§ **Problem statement**: Scan the following data for lines with "titles" and state how many there are, as a number only.

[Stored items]
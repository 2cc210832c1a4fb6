//! Output sinks for frames and audio cues

use std::io::{self, Write};
use std::sync::Arc;

use serde::Serialize;
use waymark_core::frame::format_distance;
use waymark_core::{
    AlignedGroup, AudioAction, DrawCommand, Frame, Landmark, LandmarkId, SegmentStyle,
};

/// Receives every tick's result
pub trait FrameSink: Send {
    fn frame(&mut self, frame: &Frame) -> io::Result<()>;

    /// A tick that rebuilt nothing
    fn unchanged(&mut self, _now_ms: u64) -> io::Result<()> {
        Ok(())
    }
}

/// Human readable output: a summary line per frame and one line per
/// landmark. Frames identical to the previous one are not repeated.
pub struct TextSink<W> {
    out: W,
    landmarks: Arc<[Landmark]>,
    last: Option<String>,
}

impl<W: Write> TextSink<W> {
    pub fn new(out: W, landmarks: Arc<[Landmark]>) -> Self {
        TextSink {
            out,
            landmarks,
            last: None,
        }
    }

    fn title(&self, id: LandmarkId) -> &str {
        self.landmarks
            .iter()
            .find(|l| l.id == id)
            .map(|l| l.title.as_str())
            .unwrap_or("?")
    }

    fn render(&self, frame: &Frame) -> String {
        let mut text = format!("heading {:5.1}", frame.heading_deg);
        match &frame.aligned {
            Some(group) => {
                text += &format!(
                    " | pointing at {} ({})",
                    group.titles.join(", "),
                    format_distance(group.nearest_distance_km)
                );
            }
            None => text += " | -",
        }
        if frame.hidden > 0 {
            text += &format!(" | {} hidden", frame.hidden);
        }
        text.push('\n');

        for segment in &frame.segments {
            text += &format!(
                "  {} {:>7.1} {:>8}  {}\n",
                if segment.aligned { '>' } else { ' ' },
                segment.display_angle,
                segment.label,
                self.title(segment.landmark),
            );
        }
        text
    }
}

impl<W: Write + Send> FrameSink for TextSink<W> {
    fn frame(&mut self, frame: &Frame) -> io::Result<()> {
        let text = self.render(frame);
        if self.last.as_deref() == Some(text.as_str()) {
            return Ok(());
        }
        write!(self.out, "[{:>8} ms] {}", frame.timestamp_ms, text)?;
        self.out.flush()?;
        self.last = Some(text);
        Ok(())
    }

    fn unchanged(&mut self, now_ms: u64) -> io::Result<()> {
        log::trace!("{} ms: unchanged", now_ms);
        Ok(())
    }
}

#[derive(Serialize)]
#[serde(rename_all = "camelCase")]
struct StyleRecord {
    stroke_width: f64,
    color: &'static str,
}

impl From<SegmentStyle> for StyleRecord {
    fn from(style: SegmentStyle) -> Self {
        StyleRecord {
            stroke_width: style.stroke_width(),
            color: style.color(),
        }
    }
}

/// How the `style` names in the draw commands are painted
#[derive(Serialize)]
struct Styles {
    highlighted: StyleRecord,
    muted: StyleRecord,
}

#[derive(Serialize)]
#[serde(rename_all = "camelCase")]
struct FrameRecord<'a> {
    timestamp_ms: u64,
    heading_deg: f64,
    aligned: bool,
    #[serde(skip_serializing_if = "Option::is_none")]
    selection: Option<&'a AlignedGroup>,
    hidden: usize,
    styles: Styles,
    commands: Vec<DrawCommand>,
}

/// One JSON object per frame
pub struct JsonSink<W> {
    out: W,
}

impl<W: Write> JsonSink<W> {
    pub fn new(out: W) -> Self {
        JsonSink { out }
    }
}

impl<W: Write + Send> FrameSink for JsonSink<W> {
    fn frame(&mut self, frame: &Frame) -> io::Result<()> {
        let record = FrameRecord {
            timestamp_ms: frame.timestamp_ms,
            heading_deg: frame.heading_deg,
            aligned: frame.is_aligned(),
            selection: frame.aligned.as_ref(),
            hidden: frame.hidden,
            styles: Styles {
                highlighted: SegmentStyle::Highlighted.into(),
                muted: SegmentStyle::Muted.into(),
            },
            commands: frame.draw_commands(),
        };
        serde_json::to_writer(&mut self.out, &record)?;
        self.out.write_all(b"\n")?;
        self.out.flush()
    }
}

/// Plays audio cues
pub trait AudioPlayer: Send {
    fn perform(&mut self, action: &AudioAction);
}

/// Stands in for a real audio device by logging what would be played
pub struct LoggingAudioPlayer;

impl AudioPlayer for LoggingAudioPlayer {
    fn perform(&mut self, action: &AudioAction) {
        match action {
            AudioAction::Play { landmark, audio } => {
                log::info!("audio: play {} for landmark {}", audio, landmark)
            }
            AudioAction::Stop { landmark } => log::info!("audio: stop landmark {}", landmark),
        }
    }
}

#[cfg(test)]
mod tests {
    use super::*;
    use waymark_core::{GeoPoint, PointerEngine, PositionFix, RadarConfig, SensorUpdate, TickOutcome};

    fn frame() -> (Frame, Arc<[Landmark]>) {
        let landmarks: Arc<[Landmark]> = vec![
            Landmark::new(LandmarkId(0), "Lighthouse", GeoPoint::new(0.1, 0.0)),
            Landmark::new(LandmarkId(1), "Church", GeoPoint::new(0.0, 0.1)),
        ]
        .into();
        let mut engine = PointerEngine::new(RadarConfig::default(), landmarks.clone(), 0).unwrap();
        engine
            .apply(
                SensorUpdate::Position(PositionFix {
                    point: GeoPoint::new(0.0, 0.0),
                    timestamp_ms: 0,
                }),
                0,
            )
            .unwrap();
        engine.apply(SensorUpdate::Heading(0.0), 0).unwrap();
        let TickOutcome::Rebuilt(frame) = engine.tick(0) else {
            panic!("expected a frame");
        };
        (frame, landmarks)
    }

    #[test]
    fn test_text_sink_output() {
        let (frame, landmarks) = frame();
        let mut out = Vec::new();
        {
            let mut sink = TextSink::new(&mut out, landmarks);
            sink.frame(&frame).unwrap();
            // Identical frame is not printed twice
            sink.frame(&frame).unwrap();
        }
        let text = String::from_utf8(out).unwrap();
        assert_eq!(text.matches("heading").count(), 1);
        assert!(text.contains("pointing at Lighthouse (11 km)"));
        assert!(text.contains("Church"));
        assert!(text.lines().any(|l| l.starts_with("  >") && l.ends_with("Lighthouse")));
    }

    #[test]
    fn test_json_sink_output() {
        let (frame, _) = frame();
        let mut out = Vec::new();
        JsonSink::new(&mut out).frame(&frame).unwrap();

        let text = String::from_utf8(out).unwrap();
        assert_eq!(text.lines().count(), 1);

        let value: serde_json::Value = serde_json::from_str(&text).unwrap();
        assert_eq!(value["aligned"], true);
        assert_eq!(value["selection"]["titles"][0], "Lighthouse");
        assert_eq!(value["commands"].as_array().unwrap().len(), 6);
        assert_eq!(value["commands"][0]["kind"], "line");
        assert_eq!(value["commands"][0]["style"], "highlighted");
        assert_eq!(value["styles"]["highlighted"]["strokeWidth"], 3.0);
        assert_eq!(value["styles"]["muted"]["color"], "#9e9e9e");
    }
}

§ **Result below**: 2